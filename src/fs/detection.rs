// src/fs/detection.rs
//! File type detection: magic numbers first, extension as a fallback.

use std::path::Path;

use infer::MatcherType;
use mime_guess::MimeGuess;

/// Coarse categories shown in the browser.
#[derive(Debug, PartialEq, Eq, Clone, Copy)]
pub enum FileCategory {
    Audio,
    Video,
    Image,
    Other,
}

impl FileCategory {
    fn from_mime(mime: &str) -> Self {
        match mime.split('/').next().unwrap_or_default() {
            "audio" => FileCategory::Audio,
            "video" => FileCategory::Video,
            "image" => FileCategory::Image,
            _ => FileCategory::Other,
        }
    }
}

/// Detect the category of the file at `path`.
///
/// Unreadable files are categorised from their extension alone.
pub fn detect_category(path: &Path) -> FileCategory {
    if let Ok(Some(kind)) = infer::get_from_path(path) {
        match kind.matcher_type() {
            MatcherType::Audio => return FileCategory::Audio,
            MatcherType::Video => return FileCategory::Video,
            MatcherType::Image => return FileCategory::Image,
            _ => {}
        }
    }

    let guess = MimeGuess::from_path(path);
    guess
        .first()
        .map(|mime| FileCategory::from_mime(mime.essence_str()))
        .unwrap_or(FileCategory::Other)
}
****************************************
- TASK DESCRIPTION
Nothing but the lines from the start of the data above through the line with "in the browser." should appear in your answer, copied exactly.

- WRITTEN REPLY
filename src/fs/detection.rs
// src/fs/detection.rs
//! File type detection: magic numbers first, extension as a fallback.

use std::path::Path;

use infer::MatcherType;
use mime_guess::MimeGuess;

/// Coarse categories shown in the browser.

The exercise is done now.